Business liability is also worth considering when contractors require a policy as a condition of cooperation. This is especially true in the service, technical, construction, commercial and manufacturing industries. Even in a quiet office business, damage can occur, such as flooding, equipment damage or organizational error. In addition, some professions have their own mandatory third-party liability insurance, but a voluntary company policy can be a valuable addition to the protection. You can also find information about the company and its offerings at about us and in the section contact.
💡 What to watch out for
The policy does not automatically work for every loss. Often claims from activities not mentioned in the contract, risks covered by mandatory third-party liability, or damages outside the agreed coverage are excluded.

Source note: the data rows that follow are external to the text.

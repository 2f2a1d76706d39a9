//! Bridge between raw CSS text and the owned rule model, plus the
//! operations that rearrange stylesheets: the critical/rest partition,
//! duplicate-aware merging and selector removal.
//!
//! Parsing goes through lightningcss with error recovery enabled, so a
//! broken rule in page CSS degrades to a skipped rule instead of failing
//! the whole run.

use lightningcss::rules::CssRule;
use lightningcss::stylesheet::{ParserOptions, PrinterOptions, StyleSheet};
use lightningcss::traits::ToCss;
use lightningcss::vendor_prefix::VendorPrefix;
use log::debug;

use crate::css::rule::{child_group_prefix, is_matching_media, is_rule_duplicate, rule_key};
use crate::css::{
    CharsetRule, Declaration, FontFaceRule, Keyframe, KeyframesRule, MediaRule, Rule, StyleRule,
    Stylesheet, SupportsRule,
};
use crate::error::{Error, Result};
use crate::extract::{CriticalSelectorMap, SelectorFilter};

/// Parse CSS text into the owned rule model.
///
/// `@charset` is captured up front because lightningcss does not surface
/// it as a rule. With `drop_keyframes` set, `@keyframes` blocks are
/// discarded during conversion; animations hardly ever matter for the
/// first paint and they bloat the output.
pub fn parse(css: &str, drop_keyframes: bool) -> Result<Stylesheet> {
    let charset = leading_charset(css);
    let options = ParserOptions {
        error_recovery: true,
        ..ParserOptions::default()
    };
    let sheet = StyleSheet::parse(css, options).map_err(|e| Error::Parse(e.to_string()))?;

    let mut rules = Vec::new();
    if let Some(charset) = charset {
        rules.push(Rule::Charset(CharsetRule { charset }));
    }
    convert_rules(&sheet.rules.0, drop_keyframes, &mut rules);
    Ok(Stylesheet { rules })
}

/// Render the rule model back to CSS text.
pub fn serialize(sheet: &Stylesheet) -> String {
    sheet.to_css_string()
}

/// `@charset` must be the first thing in a stylesheet; grab it before the
/// parser swallows it.
fn leading_charset(css: &str) -> Option<String> {
    let trimmed = css.trim_start_matches('\u{feff}').trim_start();
    let rest = trimmed.strip_prefix("@charset")?;
    let rest = rest.trim_start().strip_prefix('"')?;
    let (charset, _) = rest.split_once('"')?;
    Some(charset.to_string())
}

fn convert_rules(rules: &[CssRule], drop_keyframes: bool, out: &mut Vec<Rule>) {
    for rule in rules {
        match rule {
            CssRule::Style(style) => {
                let mut selectors = Vec::new();
                for selector in &style.selectors.0 {
                    match selector.to_css_string(PrinterOptions::default()) {
                        Ok(text) => selectors.push(text),
                        Err(error) => debug!("skipping unprintable selector: {error}"),
                    }
                }
                if selectors.is_empty() {
                    continue;
                }
                let mut declarations = Vec::new();
                for property in &style.declarations.declarations {
                    append_declaration(property, false, &mut declarations);
                }
                for property in &style.declarations.important_declarations {
                    append_declaration(property, true, &mut declarations);
                }
                out.push(Rule::Style(StyleRule {
                    selectors,
                    declarations,
                }));
            }
            CssRule::Media(media) => match media.query.to_css_string(PrinterOptions::default()) {
                Ok(condition) => {
                    let mut inner = Vec::new();
                    convert_rules(&media.rules.0, drop_keyframes, &mut inner);
                    out.push(Rule::Media(MediaRule {
                        condition,
                        rules: inner,
                    }));
                }
                Err(error) => debug!("skipping unprintable media query: {error}"),
            },
            CssRule::Supports(supports) => {
                match supports.condition.to_css_string(PrinterOptions::default()) {
                    Ok(condition) => {
                        let mut inner = Vec::new();
                        convert_rules(&supports.rules.0, drop_keyframes, &mut inner);
                        out.push(Rule::Supports(SupportsRule {
                            condition,
                            rules: inner,
                        }));
                    }
                    Err(error) => debug!("skipping unprintable supports condition: {error}"),
                }
            }
            CssRule::FontFace(font_face) => {
                let mut declarations = Vec::new();
                for property in &font_face.properties {
                    match property.to_css_string(PrinterOptions::default()) {
                        Ok(text) => {
                            if let Some(declaration) = split_declaration(&text) {
                                declarations.push(declaration);
                            }
                        }
                        Err(error) => debug!("skipping unprintable font-face property: {error}"),
                    }
                }
                out.push(Rule::FontFace(FontFaceRule { declarations }));
            }
            CssRule::Keyframes(keyframes) => {
                if drop_keyframes {
                    debug!("dropping @keyframes block");
                    continue;
                }
                let name = match keyframes.name.to_css_string(PrinterOptions::default()) {
                    Ok(name) => name,
                    Err(error) => {
                        debug!("skipping unprintable keyframes name: {error}");
                        continue;
                    }
                };
                let mut frames = Vec::new();
                for keyframe in &keyframes.keyframes {
                    let mut selectors = Vec::new();
                    for selector in &keyframe.selectors {
                        match selector.to_css_string(PrinterOptions::default()) {
                            Ok(text) => selectors.push(text),
                            Err(error) => debug!("skipping unprintable keyframe selector: {error}"),
                        }
                    }
                    let mut declarations = Vec::new();
                    for property in &keyframe.declarations.declarations {
                        append_declaration(property, false, &mut declarations);
                    }
                    for property in &keyframe.declarations.important_declarations {
                        append_declaration(property, true, &mut declarations);
                    }
                    frames.push(Keyframe {
                        selectors,
                        declarations,
                    });
                }
                out.push(Rule::Keyframes(KeyframesRule {
                    prefix: vendor_prefix_name(keyframes.vendor_prefix).to_string(),
                    name,
                    frames,
                }));
            }
            CssRule::Ignored => {}
            _ => debug!("dropping unsupported at-rule"),
        }
    }
}

/// Serialize a declaration through the full-property printer so vendor
/// prefixes survive; `property_id().name()` would normalize them away.
fn append_declaration(
    property: &lightningcss::properties::Property<'_>,
    important: bool,
    out: &mut Vec<Declaration>,
) {
    match property.to_css_string(important, PrinterOptions::default()) {
        Ok(text) => {
            if let Some(declaration) = split_declaration(&text) {
                out.push(declaration);
            }
        }
        Err(error) => debug!("skipping unprintable declaration: {error}"),
    }
}

fn split_declaration(text: &str) -> Option<Declaration> {
    let (property, value) = text.split_once(':')?;
    Some(Declaration {
        property: property.trim().to_string(),
        value: value.trim().to_string(),
    })
}

fn vendor_prefix_name(prefix: VendorPrefix) -> &'static str {
    if prefix.contains(VendorPrefix::WebKit) {
        "-webkit-"
    } else if prefix.contains(VendorPrefix::Moz) {
        "-moz-"
    } else if prefix.contains(VendorPrefix::Ms) {
        "-ms-"
    } else if prefix.contains(VendorPrefix::O) {
        "-o-"
    } else {
        ""
    }
}

/// Split `source` into the rules covered by `map` and everything else.
///
/// Style rules keep only the selectors recorded under their key, in source
/// order; leftover selectors go to the rest sheet with the same
/// declarations. Group rules recurse and disappear from a side once empty,
/// so neither output ever contains an empty rule. Font faces and the
/// charset land on both sides (the rule-map subtraction removes the rest
/// copy later), keyframes only ever reach the rest side.
pub fn filter_by_map(source: &Stylesheet, map: &CriticalSelectorMap) -> (Stylesheet, Stylesheet) {
    let (critical, rest) = partition_rules(&source.rules, "", map);
    (Stylesheet { rules: critical }, Stylesheet { rules: rest })
}

fn partition_rules(
    rules: &[Rule],
    prefix: &str,
    map: &CriticalSelectorMap,
) -> (Vec<Rule>, Vec<Rule>) {
    let mut critical = Vec::new();
    let mut rest = Vec::new();
    for rule in rules {
        match rule {
            Rule::Style(style) => {
                let kept: Vec<String> = match rule_key(rule, prefix)
                    .as_deref()
                    .and_then(|key| map.selectors(key))
                {
                    Some(found) => style
                        .selectors
                        .iter()
                        .filter(|selector| found.iter().any(|kept| kept == *selector))
                        .cloned()
                        .collect(),
                    None => Vec::new(),
                };
                if style.declarations.is_empty() {
                    continue;
                }
                let leftover: Vec<String> = style
                    .selectors
                    .iter()
                    .filter(|selector| !kept.iter().any(|k| k == *selector))
                    .cloned()
                    .collect();
                if !kept.is_empty() {
                    critical.push(Rule::Style(StyleRule {
                        selectors: kept,
                        declarations: style.declarations.clone(),
                    }));
                }
                if !leftover.is_empty() {
                    rest.push(Rule::Style(StyleRule {
                        selectors: leftover,
                        declarations: style.declarations.clone(),
                    }));
                }
            }
            Rule::Media(media) => {
                let Some(child) = child_group_prefix(prefix, rule) else {
                    continue;
                };
                let (inner_critical, inner_rest) = partition_rules(&media.rules, &child, map);
                if !inner_critical.is_empty() {
                    critical.push(Rule::Media(MediaRule {
                        condition: media.condition.clone(),
                        rules: inner_critical,
                    }));
                }
                if !inner_rest.is_empty() {
                    rest.push(Rule::Media(MediaRule {
                        condition: media.condition.clone(),
                        rules: inner_rest,
                    }));
                }
            }
            Rule::Supports(supports) => {
                let Some(child) = child_group_prefix(prefix, rule) else {
                    continue;
                };
                let (inner_critical, inner_rest) = partition_rules(&supports.rules, &child, map);
                if !inner_critical.is_empty() {
                    critical.push(Rule::Supports(SupportsRule {
                        condition: supports.condition.clone(),
                        rules: inner_critical,
                    }));
                }
                if !inner_rest.is_empty() {
                    rest.push(Rule::Supports(SupportsRule {
                        condition: supports.condition.clone(),
                        rules: inner_rest,
                    }));
                }
            }
            Rule::FontFace(_) | Rule::Charset(_) => {
                critical.push(rule.clone());
                rest.push(rule.clone());
            }
            Rule::Keyframes(_) => rest.push(rule.clone()),
            Rule::Comment => {}
        }
    }
    (critical, rest)
}

/// Merge `source` into `target`, skipping rules already present.
///
/// Media blocks with equivalent conditions are folded into one bucket and
/// merged recursively; every other rule kind is appended unless
/// [`is_rule_duplicate`] already finds it in the target.
pub fn merge(target: &mut Stylesheet, source: &Stylesheet) {
    for rule in &source.rules {
        merge_rule(&mut target.rules, rule);
    }
}

fn merge_rule(target: &mut Vec<Rule>, rule: &Rule) {
    if let Rule::Media(incoming) = rule {
        for existing in target.iter_mut() {
            if let Rule::Media(bucket) = existing {
                if is_matching_media(&bucket.condition, &incoming.condition) {
                    for inner in &incoming.rules {
                        merge_rule(&mut bucket.rules, inner);
                    }
                    return;
                }
            }
        }
        target.push(rule.clone());
        return;
    }
    if target.iter().any(|existing| is_rule_duplicate(existing, rule)) {
        return;
    }
    target.push(rule.clone());
}

/// Drop every selector matched by `remove`. Rules and group blocks emptied
/// by the removal disappear entirely.
pub fn filter_selectors(sheet: &Stylesheet, remove: &SelectorFilter) -> Stylesheet {
    Stylesheet {
        rules: filter_rules(&sheet.rules, remove),
    }
}

fn filter_rules(rules: &[Rule], remove: &SelectorFilter) -> Vec<Rule> {
    let mut out = Vec::new();
    for rule in rules {
        match rule {
            Rule::Style(style) => {
                let selectors: Vec<String> = style
                    .selectors
                    .iter()
                    .filter(|selector| !remove.matches(selector))
                    .cloned()
                    .collect();
                if !selectors.is_empty() {
                    out.push(Rule::Style(StyleRule {
                        selectors,
                        declarations: style.declarations.clone(),
                    }));
                }
            }
            Rule::Media(media) => {
                let inner = filter_rules(&media.rules, remove);
                if !inner.is_empty() {
                    out.push(Rule::Media(MediaRule {
                        condition: media.condition.clone(),
                        rules: inner,
                    }));
                }
            }
            Rule::Supports(supports) => {
                let inner = filter_rules(&supports.rules, remove);
                if !inner.is_empty() {
                    out.push(Rule::Supports(SupportsRule {
                        condition: supports.condition.clone(),
                        rules: inner,
                    }));
                }
            }
            other => out.push(other.clone()),
        }
    }
    out
}
//! Selector classification and the per-page measurement plan.
//!
//! The stylesheet walk happens host-side: each selector is either force
//! excluded, force included, pure pseudo (critical by definition), or turned
//! into a DOM probe. Only the cleaned probe selectors cross into the page,
//! which answers with one boolean per probe; [`ExtractionPlan::resolve`]
//! folds the answers back into a [`CriticalSelectorMap`].

use std::collections::HashMap;

use log::{debug, warn};
use regex::Regex;

use crate::css::rule::{child_group_prefix, rule_key};
use crate::css::{Rule, Stylesheet};
use crate::error::{Error, Result};

/// Pseudo parts stripped from selectors before probing the DOM.
const CLEANED_PSEUDOS: &[&str] = &[
    "after",
    "before",
    "first-line",
    "first-letter",
    "selection",
    "visited",
];

/// Pseudo parts that disqualify a selector from pure-pseudo treatment.
const EXCLUDED_PSEUDOS: &[&str] = &["root"];

/// Matches selectors against literal strings or `%` wildcard patterns.
/// Patterns are anchored at both ends; `%` stands for any run of characters
/// and every other character matches literally.
#[derive(Debug, Default)]
pub struct SelectorFilter {
    patterns: Vec<FilterPattern>,
}

#[derive(Debug)]
struct FilterPattern {
    raw: String,
    regex: Option<Regex>,
}

impl SelectorFilter {
    pub fn new(patterns: &[String]) -> Self {
        let patterns = patterns
            .iter()
            .map(|raw| {
                let anchored = format!("^{}$", regex::escape(raw).replace('%', ".*"));
                let regex = match Regex::new(&anchored) {
                    Ok(regex) => Some(regex),
                    Err(error) => {
                        warn!("unusable selector pattern {raw:?}: {error}");
                        None
                    }
                };
                FilterPattern {
                    raw: raw.clone(),
                    regex,
                }
            })
            .collect();
        Self { patterns }
    }

    pub fn matches(&self, selector: &str) -> bool {
        self.patterns.iter().any(|pattern| {
            pattern.raw == selector
                || pattern
                    .regex
                    .as_ref()
                    .is_some_and(|regex| regex.is_match(selector))
        })
    }
}

/// Remove `:name` / `::name` occurrences for the given pseudo names.
fn strip_pseudo_names(selector: &str, names: &[&str]) -> String {
    let mut out = String::with_capacity(selector.len());
    let mut rest = selector;
    while let Some(pos) = rest.find(':') {
        out.push_str(&rest[..pos]);
        let after = &rest[pos + 1..];
        let body = after.strip_prefix(':').unwrap_or(after);
        if let Some(name) = names.iter().find(|name| body.starts_with(**name)) {
            rest = &body[name.len()..];
        } else {
            out.push(':');
            rest = after;
        }
    }
    out.push_str(rest);
    out
}

/// Remove vendor pseudo suffixes (`:-moz-...`, `::-webkit-...`).
fn strip_browser_pseudos(selector: &str) -> String {
    let mut out = String::with_capacity(selector.len());
    let mut rest = selector;
    while let Some(pos) = rest.find(':') {
        out.push_str(&rest[..pos]);
        let after = &rest[pos + 1..];
        let body = after.strip_prefix(':').unwrap_or(after);
        if let Some(tail) = body.strip_prefix('-') {
            let end = tail
                .find(|c: char| !(c.is_ascii_lowercase() || c == '-'))
                .unwrap_or(tail.len());
            rest = &tail[end..];
        } else {
            out.push(':');
            rest = after;
        }
    }
    out.push_str(rest);
    out
}

/// Strip the pseudo parts that would make `querySelectorAll` miss elements
/// that still get the rule's styling (`:after`, `:visited`, vendor pseudos).
pub fn clean_selector(selector: &str) -> String {
    let cleaned = strip_pseudo_names(selector, CLEANED_PSEUDOS);
    let cleaned = strip_browser_pseudos(&cleaned);
    strip_pseudo_names(&cleaned, EXCLUDED_PSEUDOS)
}

/// A selector consisting only of pseudo parts (starts with `:`). These
/// cannot be matched against DOM nodes and are conservatively critical,
/// except for the excluded pseudos such as `:root`.
pub fn is_pure_pseudo(selector: &str) -> bool {
    selector.starts_with(':') && !selector.contains(":root")
}

/// Insertion-ordered map from rule key to the selectors found critical on a
/// page. Produced by [`ExtractionPlan::resolve`], consumed by the partition.
#[derive(Debug, Clone, Default, PartialEq)]
pub struct CriticalSelectorMap {
    keys: Vec<String>,
    entries: HashMap<String, Vec<String>>,
}

impl CriticalSelectorMap {
    pub fn new() -> Self {
        Self::default()
    }

    pub fn len(&self) -> usize {
        self.keys.len()
    }

    pub fn is_empty(&self) -> bool {
        self.keys.is_empty()
    }

    pub fn contains_key(&self, key: &str) -> bool {
        self.entries.contains_key(key)
    }

    /// Record `selector` as critical under `key`, deduplicating on insert.
    pub fn add(&mut self, key: &str, selector: &str) {
        if !self.entries.contains_key(key) {
            self.keys.push(key.to_string());
        }
        let bucket = self.entries.entry(key.to_string()).or_default();
        if !bucket.iter().any(|existing| existing == selector) {
            bucket.push(selector.to_string());
        }
    }

    pub fn selectors(&self, key: &str) -> Option<&[String]> {
        self.entries.get(key).map(Vec::as_slice)
    }

    pub fn keys(&self) -> impl Iterator<Item = &str> {
        self.keys.iter().map(String::as_str)
    }
}

#[derive(Debug, Clone, PartialEq)]
enum SelectorAction {
    Critical,
    Probe(usize),
}

#[derive(Debug, Clone)]
struct PlanStep {
    key: String,
    selector: String,
    action: SelectorAction,
}

/// One walk over the source stylesheet, shared by every page of a run.
///
/// Selectors are classified in order: force-exclude wins over force-include,
/// force-include wins over the visibility probe, pure pseudos are critical
/// without probing. Probes are deduplicated so the page answers each cleaned
/// selector once.
#[derive(Debug, Default)]
pub struct ExtractionPlan {
    probes: Vec<String>,
    steps: Vec<PlanStep>,
}

impl ExtractionPlan {
    pub fn build(source: &Stylesheet, keep: &SelectorFilter, remove: &SelectorFilter) -> Self {
        let mut plan = ExtractionPlan::default();
        let mut probe_index = HashMap::new();
        plan.walk(&source.rules, "", keep, remove, &mut probe_index);
        plan
    }

    fn walk(
        &mut self,
        rules: &[Rule],
        prefix: &str,
        keep: &SelectorFilter,
        remove: &SelectorFilter,
        probe_index: &mut HashMap<String, usize>,
    ) {
        for rule in rules {
            match rule {
                Rule::Media(media) => {
                    if let Some(child) = child_group_prefix(prefix, rule) {
                        self.walk(&media.rules, &child, keep, remove, probe_index);
                    }
                }
                Rule::Supports(supports) => {
                    if let Some(child) = child_group_prefix(prefix, rule) {
                        self.walk(&supports.rules, &child, keep, remove, probe_index);
                    }
                }
                Rule::Style(style) => {
                    let Some(key) = rule_key(rule, prefix) else {
                        continue;
                    };
                    for selector in &style.selectors {
                        if remove.matches(selector) {
                            continue;
                        }
                        let action = if keep.matches(selector) || is_pure_pseudo(selector) {
                            SelectorAction::Critical
                        } else {
                            let cleaned = clean_selector(selector);
                            let next = self.probes.len();
                            let index = *probe_index.entry(cleaned.clone()).or_insert(next);
                            if index == next {
                                self.probes.push(cleaned);
                            }
                            SelectorAction::Probe(index)
                        };
                        self.steps.push(PlanStep {
                            key: key.clone(),
                            selector: selector.clone(),
                            action,
                        });
                    }
                }
                other => {
                    debug!("unprocessed rule type in extraction walk: {}", other.type_name());
                }
            }
        }
    }

    /// Cleaned selectors the page must be asked about, in first-need order.
    pub fn probes(&self) -> &[String] {
        &self.probes
    }

    /// Fold per-probe verdicts back into the critical-selector map.
    /// `results[i]` answers `probes()[i]`.
    pub fn resolve(&self, results: &[bool]) -> Result<CriticalSelectorMap> {
        if results.len() != self.probes.len() {
            return Err(Error::Aggregation(format!(
                "expected {} probe results, got {}",
                self.probes.len(),
                results.len()
            )));
        }
        let mut map = CriticalSelectorMap::new();
        for step in &self.steps {
            let critical = match step.action {
                SelectorAction::Critical => true,
                SelectorAction::Probe(index) => results.get(index).copied().unwrap_or(false),
            };
            if critical {
                map.add(&step.key, &step.selector);
            }
        }
        Ok(map)
    }
}

/// In-page probe routine. For each selector: invalid selectors report false
/// instead of throwing, otherwise any matching element whose bounding box
/// starts above the viewport height makes it critical. Elements measured
/// critical once are memoized across probes, and a watchdog halts further
/// page loading once the load timeout elapses.
const MEASURE_JS: &str = r#"(args) => {
    const probes = args.probes;
    const loadTimeout = args.loadTimeout;
    const height = window.innerHeight;
    const criticalNodes = new Set();

    const stopPageLoadAfterTimeout = (start, timeout) => {
        window.requestAnimationFrame(() => {
            const timePassed = Date.now() - start;
            if (timePassed >= timeout) {
                window.stop();
            } else {
                stopPageLoadAfterTimeout(start, timeout);
            }
        });
    };
    stopPageLoadAfterTimeout(Date.now(), loadTimeout);

    const isElementAboveTheFold = element => {
        if (criticalNodes.has(element)) return true;
        const isAboveTheFold = element.getBoundingClientRect().top < height;
        if (isAboveTheFold) {
            criticalNodes.add(element);
            return true;
        }
        return false;
    };

    return probes.map(selector => {
        let elements;
        try {
            elements = document.querySelectorAll(selector);
        } catch (e) {
            return false;
        }
        for (const element of elements) {
            if (isElementAboveTheFold(element)) return true;
        }
        return false;
    });
}"#;

/// Build the `evaluate()` expression for one measurement call.
pub fn measure_script(probes: &[String], load_timeout_ms: u64) -> Result<String> {
    let args = serde_json::json!({ "probes": probes, "loadTimeout": load_timeout_ms });
    let payload = serde_json::to_string(&args).map_err(|e| Error::Evaluation(e.to_string()))?;
    Ok(format!("({MEASURE_JS})({payload})"))
}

How to choose a good company policy
Choosing insurance should not start with price. First you need to determine what risks your business generates. The industry, the number of customers, the type of services, the value of entrusted items, the use of subcontractors and the scope of the company's operations all matter. On this basis, you select the sum assured and additional clauses, such as product liability, employer's liability, renter's liability or subcontractor's liability.
Good company policy should correspond to the actual business model. Always check that the contract properly describes the business, what the limits of liability are and what situations are excluded from coverage. The more precisely tailored the coverage, the lower the risk of disappointment at a loss. If you want to run your business more safely, Company Liability is worth treating as part of risk management rather than a formality. It's often inexpensive protection against costs that could weigh heavily on an entrepreneur's budget.